#### [Your assignment]
Go through the material underneath and show every line where the string "SelectionPointers" occurs.

#### [Records to use]
=== Begin Enclosure ===

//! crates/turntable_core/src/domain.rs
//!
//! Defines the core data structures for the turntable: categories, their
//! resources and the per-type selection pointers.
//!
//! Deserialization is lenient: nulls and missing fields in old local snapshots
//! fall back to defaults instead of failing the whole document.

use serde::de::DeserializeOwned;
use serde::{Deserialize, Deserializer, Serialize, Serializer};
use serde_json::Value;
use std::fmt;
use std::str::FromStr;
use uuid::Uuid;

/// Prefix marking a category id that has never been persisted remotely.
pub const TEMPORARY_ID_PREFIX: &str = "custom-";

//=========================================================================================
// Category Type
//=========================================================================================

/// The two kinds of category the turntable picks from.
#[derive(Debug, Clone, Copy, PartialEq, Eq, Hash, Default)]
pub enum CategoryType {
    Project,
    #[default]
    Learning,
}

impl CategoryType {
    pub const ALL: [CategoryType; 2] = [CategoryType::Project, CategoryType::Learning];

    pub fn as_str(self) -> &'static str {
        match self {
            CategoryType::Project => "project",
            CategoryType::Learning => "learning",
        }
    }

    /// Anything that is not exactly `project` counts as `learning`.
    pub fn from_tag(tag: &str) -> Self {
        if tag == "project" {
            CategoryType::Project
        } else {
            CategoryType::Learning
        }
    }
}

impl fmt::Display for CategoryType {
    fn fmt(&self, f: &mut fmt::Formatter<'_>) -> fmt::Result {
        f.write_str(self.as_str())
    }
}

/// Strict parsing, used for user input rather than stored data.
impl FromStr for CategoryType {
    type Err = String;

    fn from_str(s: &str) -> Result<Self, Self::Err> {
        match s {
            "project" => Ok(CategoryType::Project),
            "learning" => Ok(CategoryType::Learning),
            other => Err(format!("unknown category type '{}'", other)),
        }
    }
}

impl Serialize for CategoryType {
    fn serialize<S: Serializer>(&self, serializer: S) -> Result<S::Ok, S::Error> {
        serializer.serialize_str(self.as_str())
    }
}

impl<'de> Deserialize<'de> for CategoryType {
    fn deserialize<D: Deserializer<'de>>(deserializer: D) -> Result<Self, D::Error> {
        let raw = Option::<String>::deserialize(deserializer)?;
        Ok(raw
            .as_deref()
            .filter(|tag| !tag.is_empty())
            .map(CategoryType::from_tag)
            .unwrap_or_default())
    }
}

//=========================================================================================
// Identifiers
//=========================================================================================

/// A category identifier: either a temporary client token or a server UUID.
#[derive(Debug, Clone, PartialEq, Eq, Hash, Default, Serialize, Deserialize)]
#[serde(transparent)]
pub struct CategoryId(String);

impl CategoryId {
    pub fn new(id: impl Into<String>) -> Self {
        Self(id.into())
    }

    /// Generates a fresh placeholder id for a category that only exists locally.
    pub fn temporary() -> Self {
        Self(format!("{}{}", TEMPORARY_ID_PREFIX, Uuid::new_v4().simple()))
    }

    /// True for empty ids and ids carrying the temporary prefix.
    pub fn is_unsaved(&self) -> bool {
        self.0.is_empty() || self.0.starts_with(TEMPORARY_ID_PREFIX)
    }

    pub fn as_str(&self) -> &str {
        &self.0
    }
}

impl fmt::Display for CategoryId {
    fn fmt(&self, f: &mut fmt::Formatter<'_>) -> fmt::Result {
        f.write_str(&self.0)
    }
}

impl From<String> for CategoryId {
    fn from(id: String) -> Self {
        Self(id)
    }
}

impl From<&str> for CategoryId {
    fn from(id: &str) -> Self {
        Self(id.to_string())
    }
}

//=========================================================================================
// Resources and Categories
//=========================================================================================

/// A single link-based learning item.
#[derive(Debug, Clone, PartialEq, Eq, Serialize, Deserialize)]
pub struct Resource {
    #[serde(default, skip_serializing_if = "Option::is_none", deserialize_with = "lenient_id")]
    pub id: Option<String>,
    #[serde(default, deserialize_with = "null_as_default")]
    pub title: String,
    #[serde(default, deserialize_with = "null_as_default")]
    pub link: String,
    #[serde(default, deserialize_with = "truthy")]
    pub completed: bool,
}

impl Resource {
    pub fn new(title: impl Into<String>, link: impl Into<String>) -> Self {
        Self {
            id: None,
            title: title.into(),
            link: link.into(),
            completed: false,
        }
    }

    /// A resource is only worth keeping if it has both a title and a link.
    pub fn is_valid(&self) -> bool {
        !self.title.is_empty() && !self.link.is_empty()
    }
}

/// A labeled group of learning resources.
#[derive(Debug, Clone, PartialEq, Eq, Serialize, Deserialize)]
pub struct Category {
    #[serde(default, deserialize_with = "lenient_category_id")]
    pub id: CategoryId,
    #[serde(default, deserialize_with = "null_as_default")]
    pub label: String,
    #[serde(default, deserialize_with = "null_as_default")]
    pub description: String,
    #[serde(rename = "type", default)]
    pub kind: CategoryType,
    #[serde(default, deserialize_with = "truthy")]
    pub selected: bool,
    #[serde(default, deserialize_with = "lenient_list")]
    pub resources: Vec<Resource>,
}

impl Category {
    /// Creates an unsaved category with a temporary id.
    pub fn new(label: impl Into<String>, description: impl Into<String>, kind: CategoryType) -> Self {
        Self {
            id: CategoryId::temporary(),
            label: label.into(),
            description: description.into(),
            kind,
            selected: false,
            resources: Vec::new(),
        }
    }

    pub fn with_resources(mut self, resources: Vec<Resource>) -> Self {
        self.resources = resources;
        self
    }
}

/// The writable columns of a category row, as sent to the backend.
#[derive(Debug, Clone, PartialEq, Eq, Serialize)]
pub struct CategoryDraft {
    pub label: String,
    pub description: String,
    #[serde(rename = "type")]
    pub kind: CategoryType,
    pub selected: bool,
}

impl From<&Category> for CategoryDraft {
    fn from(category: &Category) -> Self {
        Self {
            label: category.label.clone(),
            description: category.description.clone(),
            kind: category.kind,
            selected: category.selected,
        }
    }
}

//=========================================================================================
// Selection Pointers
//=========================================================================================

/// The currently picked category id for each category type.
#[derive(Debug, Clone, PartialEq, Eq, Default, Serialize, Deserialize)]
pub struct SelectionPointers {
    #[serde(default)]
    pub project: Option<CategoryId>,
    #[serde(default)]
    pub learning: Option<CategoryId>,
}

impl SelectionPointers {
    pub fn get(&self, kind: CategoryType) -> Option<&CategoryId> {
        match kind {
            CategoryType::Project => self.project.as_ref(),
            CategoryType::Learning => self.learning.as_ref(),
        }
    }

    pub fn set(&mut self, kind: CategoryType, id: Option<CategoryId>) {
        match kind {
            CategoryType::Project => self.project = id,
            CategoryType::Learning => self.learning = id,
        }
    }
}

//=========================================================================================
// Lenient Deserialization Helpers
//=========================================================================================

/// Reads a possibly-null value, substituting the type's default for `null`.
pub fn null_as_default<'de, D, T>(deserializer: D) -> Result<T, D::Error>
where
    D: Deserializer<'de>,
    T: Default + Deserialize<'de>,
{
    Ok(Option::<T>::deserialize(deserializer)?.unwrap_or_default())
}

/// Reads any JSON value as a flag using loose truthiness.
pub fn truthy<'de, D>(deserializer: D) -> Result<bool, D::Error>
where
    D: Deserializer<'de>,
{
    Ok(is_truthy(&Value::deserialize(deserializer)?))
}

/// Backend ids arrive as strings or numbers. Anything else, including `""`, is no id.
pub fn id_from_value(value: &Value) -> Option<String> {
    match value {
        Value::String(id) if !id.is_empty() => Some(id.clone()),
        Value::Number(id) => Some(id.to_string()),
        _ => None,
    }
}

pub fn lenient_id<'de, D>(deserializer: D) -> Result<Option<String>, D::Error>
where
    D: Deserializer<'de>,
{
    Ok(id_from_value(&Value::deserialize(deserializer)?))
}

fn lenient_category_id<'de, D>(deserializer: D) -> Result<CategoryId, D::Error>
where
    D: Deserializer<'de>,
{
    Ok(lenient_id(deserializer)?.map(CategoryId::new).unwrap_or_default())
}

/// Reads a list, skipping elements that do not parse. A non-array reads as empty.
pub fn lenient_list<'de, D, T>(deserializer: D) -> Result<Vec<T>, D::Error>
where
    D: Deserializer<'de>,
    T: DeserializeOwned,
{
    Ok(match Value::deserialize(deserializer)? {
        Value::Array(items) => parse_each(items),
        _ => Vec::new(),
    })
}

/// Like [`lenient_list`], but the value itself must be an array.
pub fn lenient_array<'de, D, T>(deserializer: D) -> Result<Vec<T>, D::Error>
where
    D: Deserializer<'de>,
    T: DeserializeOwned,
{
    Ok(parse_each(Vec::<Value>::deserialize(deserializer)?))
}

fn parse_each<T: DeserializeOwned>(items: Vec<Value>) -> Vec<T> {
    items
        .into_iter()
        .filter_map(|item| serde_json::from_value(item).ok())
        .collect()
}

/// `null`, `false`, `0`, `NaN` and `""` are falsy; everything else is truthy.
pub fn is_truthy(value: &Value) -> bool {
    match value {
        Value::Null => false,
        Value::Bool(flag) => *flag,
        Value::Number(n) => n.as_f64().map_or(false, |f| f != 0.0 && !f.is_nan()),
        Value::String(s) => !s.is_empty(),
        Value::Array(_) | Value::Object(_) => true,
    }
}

=== End Enclosure ===

#### [Result of the exercise]
pub struct SelectionPointers {
impl SelectionPointers {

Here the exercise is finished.